Look through the lines below and copy each one that includes "TextContent".

Extracted data entries:
□ □ □ □
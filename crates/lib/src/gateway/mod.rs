//! Webhook gateway: HTTP server for the WhatsApp webhook and operator endpoints.

mod server;

pub use server::{router, run_gateway, GatewayState};
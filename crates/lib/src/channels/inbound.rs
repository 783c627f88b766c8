//! Inbound WhatsApp webhook payload and the per-message pairs handed to the relay.
//!
//! Parsing is per item: a malformed entry, change, message or contact is logged and
//! skipped, and the rest of the batch is still relayed.

use serde::de::{DeserializeOwned, Deserializer};
use serde::Deserialize;
use serde_json::Value;

/// Value of the top-level `object` tag for WhatsApp Business notifications.
pub const WHATSAPP_OBJECT: &str = "whatsapp_business_account";

/// Change `field` carrying user messages.
pub const MESSAGES_FIELD: &str = "messages";

/// True when a notification body is tagged `"object": "whatsapp_business_account"`.
/// Checked on the raw JSON so other objects are recognised whatever their shape.
pub fn is_whatsapp_object(body: &Value) -> bool {
    body.get("object").and_then(Value::as_str) == Some(WHATSAPP_OBJECT)
}

/// Webhook notification body (POST /webhook).
#[derive(Debug, Clone, Default, Deserialize)]
pub struct WebhookEvent {
    #[serde(default, deserialize_with = "lenient_vec")]
    pub entry: Vec<WebhookEntry>,
}

#[derive(Debug, Clone, Deserialize)]
pub struct WebhookEntry {
    #[serde(default, deserialize_with = "lenient_vec")]
    pub changes: Vec<WebhookChange>,
}

#[derive(Debug, Clone, Deserialize)]
pub struct WebhookChange {
    #[serde(default)]
    pub field: String,
    #[serde(default, deserialize_with = "lenient")]
    pub value: ChangeValue,
}

#[derive(Debug, Clone, Default, Deserialize)]
pub struct ChangeValue {
    #[serde(default, deserialize_with = "lenient_vec")]
    pub messages: Vec<WebhookMessage>,
    #[serde(default, deserialize_with = "lenient_vec")]
    pub contacts: Vec<Contact>,
}

/// One user message. Only text messages carry `text`; media and reactions are skipped by the relay.
#[derive(Debug, Clone, Deserialize)]
pub struct WebhookMessage {
    pub from: String,
    #[serde(default)]
    pub text: Option<TextContent>,
}

#[derive(Debug, Clone, Deserialize)]
pub struct TextContent {
    #[serde(default)]
    pub body: String,
}

#[derive(Debug, Clone, Deserialize)]
pub struct Contact {
    #[serde(default)]
    pub wa_id: Option<String>,
    #[serde(default)]
    pub profile: Option<Profile>,
}

#[derive(Debug, Clone, Deserialize)]
pub struct Profile {
    #[serde(default)]
    pub name: Option<String>,
}

/// Array of `T`, dropping items that do not parse. Anything other than an array is empty.
fn lenient_vec<'de, D, T>(deserializer: D) -> Result<Vec<T>, D::Error>
where
    D: Deserializer<'de>,
    T: DeserializeOwned,
{
    let Value::Array(items) = Value::deserialize(deserializer)? else {
        return Ok(Vec::new());
    };
    Ok(items
        .into_iter()
        .filter_map(|item| match serde_json::from_value(item) {
            Ok(v) => Some(v),
            Err(e) => {
                log::warn!("webhook: skipping malformed item: {}", e);
                None
            }
        })
        .collect())
}

/// `T` if the value parses, otherwise `T::default()`.
fn lenient<'de, D, T>(deserializer: D) -> Result<T, D::Error>
where
    D: Deserializer<'de>,
    T: DeserializeOwned + Default,
{
    let value = Value::deserialize(deserializer)?;
    Ok(serde_json::from_value(value).unwrap_or_else(|e| {
        log::warn!("webhook: ignoring malformed change value: {}", e);
        T::default()
    }))
}

impl WebhookMessage {
    /// Text body, if this is a text message with non-empty content.
    pub fn text_body(&self) -> Option<&str> {
        self.text
            .as_ref()
            .map(|t| t.body.as_str())
            .filter(|b| !b.is_empty())
    }
}

impl Contact {
    pub fn display_name(&self) -> Option<&str> {
        self.profile.as_ref().and_then(|p| p.name.as_deref())
    }
}

/// A message paired with the contact that sent it, ready for the relay.
#[derive(Debug, Clone)]
pub struct InboundMessage {
    pub message: WebhookMessage,
    pub contact: Option<Contact>,
}

impl InboundMessage {
    /// Name used in logs: contact display name, falling back to the sender id.
    pub fn sender_label(&self) -> &str {
        self.contact
            .as_ref()
            .and_then(Contact::display_name)
            .unwrap_or(&self.message.from)
    }
}

impl WebhookEvent {
    /// Every message under every `messages` change, each paired with its contact.
    pub fn inbound_messages(&self) -> Vec<InboundMessage> {
        let mut out = Vec::new();
        for entry in &self.entry {
            for change in entry.changes.iter().filter(|c| c.field == MESSAGES_FIELD) {
                let contacts = &change.value.contacts;
                for (idx, message) in change.value.messages.iter().enumerate() {
                    out.push(InboundMessage {
                        message: message.clone(),
                        contact: pair_contact(message, idx, contacts).cloned(),
                    });
                }
            }
        }
        out
    }
}

/// Contact whose `wa_id` matches the sender; otherwise the contact at the same position.
fn pair_contact<'a>(message: &WebhookMessage, idx: usize, contacts: &'a [Contact]) -> Option<&'a Contact> {
    contacts
        .iter()
        .find(|c| c.wa_id.as_deref() == Some(message.from.as_str()))
        .or_else(|| contacts.get(idx))
}
//! WhatsApp channel: send text and template messages via the Business Cloud API.

use crate::channels::sender::ReplySender;
use crate::config::WhatsAppConfig;
use async_trait::async_trait;
use serde_json::json;

const MESSAGING_PRODUCT: &str = "whatsapp";

#[derive(Debug, thiserror::Error)]
pub enum DeliveryError {
    #[error("whatsapp not configured: {0}")]
    NotConfigured(&'static str),
    #[error("whatsapp request failed: {0}")]
    Request(#[from] reqwest::Error),
    #[error("whatsapp api error: {0}")]
    Api(String),
}

/// WhatsApp Business Cloud API connector (outbound only; inbound arrives on the webhook).
pub struct WhatsAppChannel {
    api_base: String,
    api_version: String,
    phone_number_id: Option<String>,
    token: Option<String>,
    client: reqwest::Client,
}

impl WhatsAppChannel {
    pub fn new(config: &WhatsAppConfig, client: reqwest::Client) -> Self {
        Self {
            api_base: config.api_base.trim_end_matches('/').to_string(),
            api_version: config.api_version.trim_matches('/').to_string(),
            phone_number_id: config.phone_number_id.clone(),
            token: config.access_token.clone(),
            client,
        }
    }

    /// Send a plain-text message to `to` (international number without '+').
    pub async fn send_text(&self, to: &str, text: &str) -> Result<(), DeliveryError> {
        let body = json!({
            "messaging_product": MESSAGING_PRODUCT,
            "to": to,
            "type": "text",
            "text": { "body": text },
        });
        self.post_message(&body).await
    }

    /// Send a pre-approved template (e.g. "hello_world"), which may open a conversation outside the 24h window.
    pub async fn send_template(&self, to: &str, name: &str, language: &str) -> Result<(), DeliveryError> {
        let body = json!({
            "messaging_product": MESSAGING_PRODUCT,
            "to": to,
            "type": "template",
            "template": {
                "name": name,
                "language": { "code": language },
            },
        });
        self.post_message(&body).await
    }

    fn messages_url(&self) -> Result<String, DeliveryError> {
        let phone_id = self
            .phone_number_id
            .as_deref()
            .filter(|s| !s.is_empty())
            .ok_or(DeliveryError::NotConfigured("phone number id"))?;
        Ok(format!(
            "{}/{}/{}/messages",
            self.api_base, self.api_version, phone_id
        ))
    }

    async fn post_message(&self, body: &serde_json::Value) -> Result<(), DeliveryError> {
        let token = self
            .token
            .as_deref()
            .filter(|s| !s.is_empty())
            .ok_or(DeliveryError::NotConfigured("access token"))?;
        let url = self.messages_url()?;
        let res = self
            .client
            .post(&url)
            .bearer_auth(token)
            .json(body)
            .send()
            .await?;
        if !res.status().is_success() {
            let status = res.status();
            let body = res.text().await.unwrap_or_default();
            return Err(DeliveryError::Api(format!("{} {}", status, body)));
        }
        log::debug!("whatsapp: message accepted");
        Ok(())
    }
}

#[async_trait]
impl ReplySender for WhatsAppChannel {
    async fn send_text(&self, to: &str, text: &str) -> Result<(), DeliveryError> {
        WhatsAppChannel::send_text(self, to, text).await
    }
}

#[cfg(test)]
mod tests {
    use super::*;

    #[test]
    fn messages_url_uses_version_and_phone_id() {
        let config = WhatsAppConfig {
            phone_number_id: Some("10987".to_string()),
            api_base: "https://graph.example.com/".to_string(),
            ..WhatsAppConfig::default()
        };
        let channel = WhatsAppChannel::new(&config, reqwest::Client::new());
        assert_eq!(
            channel.messages_url().unwrap(),
            "https://graph.example.com/v18.0/10987/messages"
        );
    }

    #[tokio::test]
    async fn send_without_token_is_not_configured() {
        let config = WhatsAppConfig {
            phone_number_id: Some("10987".to_string()),
            ..WhatsAppConfig::default()
        };
        let channel = WhatsAppChannel::new(&config, reqwest::Client::new());
        let err = channel.send_text("15551234567", "hi").await.unwrap_err();
        assert!(matches!(err, DeliveryError::NotConfigured("access token")));
    }

    #[tokio::test]
    async fn send_without_phone_id_is_not_configured() {
        let config = WhatsAppConfig {
            access_token: Some("token".to_string()),
            ..WhatsAppConfig::default()
        };
        let channel = WhatsAppChannel::new(&config, reqwest::Client::new());
        let err = channel
            .send_template("15551234567", "hello_world", "en_US")
            .await
            .unwrap_err();
        assert!(matches!(err, DeliveryError::NotConfigured("phone number id")));
    }
}
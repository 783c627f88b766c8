//! Message relay: one completion call and one reply per inbound text message.
//!
//! Failures never leave this module. A completion failure turns into [`FALLBACK_REPLY`];
//! a delivery failure is logged and dropped. There is no retry and no deduplication.

use crate::channels::{DeliveryError, InboundMessage, ReplySender, WhatsAppChannel};
use crate::config::Config;
use crate::llm::{CompletionBackend, OpenAiClient, UpstreamError};
use anyhow::{Context, Result};
use std::sync::Arc;
use std::time::Duration;
use tokio::task::JoinHandle;

/// Sent to the user when the completion service fails.
pub const FALLBACK_REPLY: &str = "Sorry, I encountered an error. Please try again.";

/// What happened to one inbound message.
#[derive(Debug, Clone, Copy, PartialEq, Eq)]
pub enum RelayOutcome {
    /// No text body; nothing was called.
    Skipped,
    /// Completion text delivered.
    Replied,
    /// Completion failed; fallback delivered.
    FallbackSent,
    /// The final send failed (after a completion or a fallback).
    DeliveryFailed,
}

/// Completion backend plus reply channel. Cheap to clone; shared by all dispatched tasks.
#[derive(Clone)]
pub struct Relay {
    completion: Arc<dyn CompletionBackend>,
    sender: Arc<dyn ReplySender>,
}

/// Shared reqwest client with the configured per-request deadline.
pub fn build_http_client(config: &Config) -> Result<reqwest::Client> {
    reqwest::Client::builder()
        .timeout(Duration::from_secs(config.http.timeout_secs))
        .build()
        .context("building http client")
}

impl Relay {
    pub fn new(completion: Arc<dyn CompletionBackend>, sender: Arc<dyn ReplySender>) -> Self {
        Self { completion, sender }
    }

    /// OpenAI completion + WhatsApp delivery from config, sharing `client`.
    pub fn from_config(config: &Config, client: reqwest::Client, whatsapp: Arc<WhatsAppChannel>) -> Self {
        let completion = Arc::new(OpenAiClient::new(&config.completion, client));
        Self::new(completion, whatsapp)
    }

    /// Relay one message: completion, then reply (or fallback). Never returns an error.
    pub async fn handle_message(&self, inbound: &InboundMessage) -> RelayOutcome {
        let message = &inbound.message;
        let Some(text) = message.text_body() else {
            return RelayOutcome::Skipped;
        };
        log::info!("relay: received message from {}: {}", inbound.sender_label(), text);

        let (reply, outcome) = match self.get_completion(text).await {
            Ok(reply) => (reply, RelayOutcome::Replied),
            Err(e) => {
                log::warn!("relay: completion failed for {}: {}", message.from, e);
                (FALLBACK_REPLY.to_string(), RelayOutcome::FallbackSent)
            }
        };
        match self.send_reply(&message.from, &reply).await {
            Ok(()) => {
                log::info!("relay: reply sent to {}", message.from);
                outcome
            }
            Err(e) => {
                log::warn!("relay: delivery to {} failed: {}", message.from, e);
                RelayOutcome::DeliveryFailed
            }
        }
    }

    pub async fn get_completion(&self, text: &str) -> Result<String, UpstreamError> {
        self.completion.complete(text).await
    }

    pub async fn send_reply(&self, recipient: &str, text: &str) -> Result<(), DeliveryError> {
        self.sender.send_text(recipient, text).await
    }

    /// Spawn relay work for one message without waiting for it. Best effort: the task
    /// absorbs relay failures and a supervising task logs panics, so nothing escapes.
    pub fn dispatch(&self, inbound: InboundMessage) -> JoinHandle<()> {
        let relay = self.clone();
        let from = inbound.message.from.clone();
        let work = tokio::spawn(async move {
            relay.handle_message(&inbound).await;
        });
        tokio::spawn(async move {
            if let Err(e) = work.await {
                log::error!("relay: task for {} aborted: {}", from, e);
            }
        })
    }
}
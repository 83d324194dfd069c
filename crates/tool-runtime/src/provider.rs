use crate::conversation::ConversationMessage;
use crate::tool::{ToolCall, ToolDefinition};
use async_trait::async_trait;
use serde::{Deserialize, Serialize};

/// Trait for LLM providers that support tool use.
///
/// This trait lives in tool-runtime (not in crates/llm) because it's
/// defined by the consumer (the agentic loop), not the provider.
/// Implementations live in crates/llm.
#[async_trait]
pub trait ToolAwareLlmProvider: Send + Sync {
    /// Send the conversation with tool definitions available and return the
    /// model's reply: final text, tool-invocation requests, or both.
    async fn complete_with_tools(
        &self,
        messages: Vec<ConversationMessage>,
        system_prompt: Option<String>,
        tools: Vec<ToolDefinition>,
        temperature: f32,
        max_tokens: u32,
    ) -> Result<Completion, LlmError>;

    /// Provider name for logging/debugging (e.g., "openai")
    fn provider_name(&self) -> &str;
}

/// One assistant reply.
#[derive(Debug, Clone, Default, Serialize, Deserialize)]
pub struct Completion {
    pub text: Option<String>,
    pub tool_calls: Vec<ToolCall>,
    pub stop_reason: StopReason,
    pub usage: Option<Usage>,
}

impl Completion {
    /// A plain text reply that ends the turn.
    pub fn text(text: impl Into<String>) -> Self {
        Self {
            text: Some(text.into()),
            ..Self::default()
        }
    }

    /// A reply requesting tool execution.
    pub fn tool_calls(tool_calls: Vec<ToolCall>) -> Self {
        Self {
            tool_calls,
            stop_reason: StopReason::ToolUse,
            ..Self::default()
        }
    }
}

#[derive(Debug, Clone, Default, Serialize, Deserialize, PartialEq, Eq)]
pub enum StopReason {
    /// Normal end of response
    #[default]
    EndTurn,
    /// Model wants to use tools
    ToolUse,
    /// Hit max tokens limit
    MaxTokens,
    /// Response withheld by the provider's content filter
    ContentFilter,
}

/// Token accounting reported by the provider.
#[derive(Debug, Clone, Copy, Default, Serialize, Deserialize, PartialEq, Eq)]
pub struct Usage {
    pub prompt_tokens: u32,
    pub completion_tokens: u32,
}

impl Usage {
    pub fn total(&self) -> u32 {
        self.prompt_tokens.saturating_add(self.completion_tokens)
    }
}

impl std::ops::AddAssign for Usage {
    fn add_assign(&mut self, rhs: Self) {
        self.prompt_tokens = self.prompt_tokens.saturating_add(rhs.prompt_tokens);
        self.completion_tokens = self.completion_tokens.saturating_add(rhs.completion_tokens);
    }
}

#[derive(Debug, thiserror::Error)]
pub enum LlmError {
    #[error("API error: {status} - {message}")]
    ApiError { status: u16, message: String },
    #[error("Network error: {0}")]
    NetworkError(String),
    #[error("Invalid response: {0}")]
    InvalidResponse(String),
    #[error("Rate limited: retry after {retry_after_secs}s")]
    RateLimited { retry_after_secs: u64 },
    #[error("Authentication failed: {0}")]
    AuthError(String),
    #[error(transparent)]
    Other(#[from] anyhow::Error),
}

/// Mock LLM provider for testing the agentic loop without real API calls.
#[cfg(any(test, feature = "test-utils"))]
pub mod mock {
    use super::*;
    use std::collections::VecDeque;
    use std::sync::Mutex;

    /// A mock provider that replays pre-configured replies in FIFO order.
    pub struct MockLlmProvider {
        responses: Mutex<VecDeque<Result<Completion, LlmError>>>,
        requests: Mutex<Vec<Vec<ConversationMessage>>>,
    }

    impl MockLlmProvider {
        pub fn new() -> Self {
            Self {
                responses: Mutex::new(VecDeque::new()),
                requests: Mutex::new(Vec::new()),
            }
        }

        /// Queue a reply that will be returned after all earlier ones.
        pub fn queue_response(&self, completion: Completion) {
            self.responses.lock().unwrap().push_back(Ok(completion));
        }

        /// Queue a simple text reply.
        pub fn queue_text(&self, text: &str) {
            self.queue_response(Completion::text(text));
        }

        /// Queue a reply calling a single tool.
        pub fn queue_tool_call(&self, id: &str, name: &str, input: serde_json::Value) {
            self.queue_response(Completion::tool_calls(vec![ToolCall {
                id: id.to_string(),
                name: name.to_string(),
                input,
            }]));
        }

        /// Queue a provider failure.
        pub fn queue_error(&self, error: LlmError) {
            self.responses.lock().unwrap().push_back(Err(error));
        }

        /// Conversations received so far, one entry per request.
        pub fn requests(&self) -> Vec<Vec<ConversationMessage>> {
            self.requests.lock().unwrap().clone()
        }
    }

    impl Default for MockLlmProvider {
        fn default() -> Self {
            Self::new()
        }
    }

    #[async_trait]
    impl ToolAwareLlmProvider for MockLlmProvider {
        async fn complete_with_tools(
            &self,
            messages: Vec<ConversationMessage>,
            _system_prompt: Option<String>,
            _tools: Vec<ToolDefinition>,
            _temperature: f32,
            _max_tokens: u32,
        ) -> Result<Completion, LlmError> {
            self.requests.lock().unwrap().push(messages);
            self.responses
                .lock()
                .unwrap()
                .pop_front()
                .unwrap_or_else(|| Ok(Completion::default()))
        }

        fn provider_name(&self) -> &str {
            "mock"
        }
    }
}
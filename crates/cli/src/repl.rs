//! The read-eval-print loop.
//!
//! `AwaitingInput → Dispatching → AwaitingInput`, until "exit" (or end of
//! input) moves it to `Terminated`. A failed question never ends the loop.

use anyhow::Result;
use mathagent_tool_runtime::{Agent, AgenticLoop, AgenticLoopError};
use std::io::{BufRead, Write};
use tracing::{error, info, warn};

use crate::terminal::{Input, Terminal};

#[derive(Debug, Clone, PartialEq, Eq)]
pub enum ReplState {
    AwaitingInput,
    Dispatching(String),
    Terminated,
}

pub struct Repl<'a, R, W> {
    agent: &'a Agent,
    agentic_loop: &'a AgenticLoop,
    terminal: Terminal<R, W>,
}

impl<'a, R: BufRead, W: Write> Repl<'a, R, W> {
    pub fn new(agent: &'a Agent, agentic_loop: &'a AgenticLoop, terminal: Terminal<R, W>) -> Self {
        Self {
            agent,
            agentic_loop,
            terminal,
        }
    }

    /// Drive the state machine until the user exits.
    pub async fn run(&mut self) -> Result<()> {
        let mut state = ReplState::AwaitingInput;
        while state != ReplState::Terminated {
            state = self.step(state).await?;
        }
        Ok(())
    }

    /// Perform one transition. Only terminal I/O failures are returned as errors.
    pub async fn step(&mut self, state: ReplState) -> Result<ReplState> {
        match state {
            ReplState::AwaitingInput => match self.terminal.read_input()? {
                Input::Query(query) => Ok(ReplState::Dispatching(query)),
                Input::Blank => Ok(ReplState::AwaitingInput),
                Input::Exit => {
                    self.terminal.print_farewell()?;
                    Ok(ReplState::Terminated)
                }
            },
            ReplState::Dispatching(query) => {
                self.dispatch(query).await?;
                Ok(ReplState::AwaitingInput)
            }
            ReplState::Terminated => Ok(ReplState::Terminated),
        }
    }

    async fn dispatch(&mut self, query: String) -> Result<()> {
        match self.agentic_loop.run(self.agent, query).await {
            Ok(result) => {
                info!(
                    iterations = result.iterations,
                    tool_calls = result.steps.len(),
                    total_tokens = result.usage.map(|u| u.total()),
                    "Question answered"
                );
                for step in &result.steps {
                    self.terminal.print_tool_step(step)?;
                }
                self.terminal.print_answer(&result.final_output)?;
            }
            Err(e) => {
                match &e {
                    AgenticLoopError::LlmError(_) => error!(error = %e, "Remote call failed"),
                    AgenticLoopError::MaxIterations(_) | AgenticLoopError::EmptyResponse => {
                        warn!(error = %e, "Question not answered")
                    }
                }
                self.terminal.print_error(&e.to_string())?;
            }
        }
        Ok(())
    }
}

#[cfg(test)]
mod tests {
    use super::*;
    use crate::terminal::PROMPT;
    use mathagent_tool_runtime::provider::mock::MockLlmProvider;
    use mathagent_tool_runtime::{LlmError, ToolAwareLlmProvider};
    use serde_json::json;
    use std::sync::Arc;

    fn setup() -> (Agent, AgenticLoop, Arc<MockLlmProvider>) {
        let provider = Arc::new(MockLlmProvider::new());
        let agentic_loop = AgenticLoop::new(provider.clone() as Arc<dyn ToolAwareLlmProvider>);
        (Agent::math_assistant().unwrap(), agentic_loop, provider)
    }

    async fn run_session(input: &str, agent: &Agent, agentic_loop: &AgenticLoop) -> String {
        let mut out = Vec::new();
        let terminal = Terminal::new(input.as_bytes(), &mut out);
        Repl::new(agent, agentic_loop, terminal).run().await.unwrap();
        String::from_utf8(out).unwrap()
    }

    #[tokio::test]
    async fn test_exit_terminates_without_dispatch() {
        let (agent, agentic_loop, provider) = setup();

        let out = run_session("exit\nWhat is 1 + 1?\n", &agent, &agentic_loop).await;

        assert!(out.ends_with("Goodbye!\n"));
        assert_eq!(out.matches(PROMPT).count(), 1);
        assert!(provider.requests().is_empty());
    }

    #[tokio::test]
    async fn test_multiply_answer() {
        let (agent, agentic_loop, provider) = setup();
        provider.queue_tool_call("call_1", "multiply", json!({"a": 6, "b": 9}));
        provider.queue_text("6 * 9 = 54");

        let out = run_session("What is 6 * 9?\nexit\n", &agent, &agentic_loop).await;

        assert!(out.contains(r#"[tool: multiply({"a":6,"b":9}) = 54]"#));
        assert!(out.contains("6 * 9 = 54"));
        assert!(out.ends_with("Goodbye!\n"));
    }

    #[tokio::test]
    async fn test_error_reprompts() {
        let (agent, agentic_loop, provider) = setup();
        provider.queue_tool_call("call_1", "divide", json!({"a": 10, "b": 0}));
        provider.queue_error(LlmError::NetworkError("connection reset".to_string()));
        provider.queue_text("2");

        let out = run_session(
            "What is 10 divided by 0?\nWhat is 1 + 1?\nEXIT\n",
            &agent,
            &agentic_loop,
        )
        .await;

        assert_eq!(provider.requests().len(), 3);
        assert!(out.contains(
            "Error: LLM error: Network error: connection reset. Try a different question"
        ));
        // Prompted again after the failure and answered the next question
        assert_eq!(out.matches(PROMPT).count(), 3);
        assert!(out.contains("Answer: "));
        assert!(out.ends_with("Goodbye!\n"));
    }

    #[tokio::test]
    async fn test_blank_lines_and_eof() {
        let (agent, agentic_loop, provider) = setup();

        let out = run_session("\n   \n", &agent, &agentic_loop).await;

        assert_eq!(out.matches(PROMPT).count(), 3);
        assert!(out.ends_with("Goodbye!\n"));
        assert!(provider.requests().is_empty());
    }

    #[tokio::test]
    async fn test_step_transitions() {
        let (agent, agentic_loop, provider) = setup();
        provider.queue_text("4");
        let mut out = Vec::new();
        let terminal = Terminal::new("2 + 2\n".as_bytes(), &mut out);
        let mut repl = Repl::new(&agent, &agentic_loop, terminal);

        let state = repl.step(ReplState::AwaitingInput).await.unwrap();
        assert_eq!(state, ReplState::Dispatching("2 + 2".to_string()));
        let state = repl.step(state).await.unwrap();
        assert_eq!(state, ReplState::AwaitingInput);
        let state = repl.step(state).await.unwrap();
        assert_eq!(state, ReplState::Terminated);
        assert_eq!(
            repl.step(ReplState::Terminated).await.unwrap(),
            ReplState::Terminated
        );
    }
}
□ □ □ □
# [Response area]
    pub text: Option<TextContent>,
pub struct TextContent {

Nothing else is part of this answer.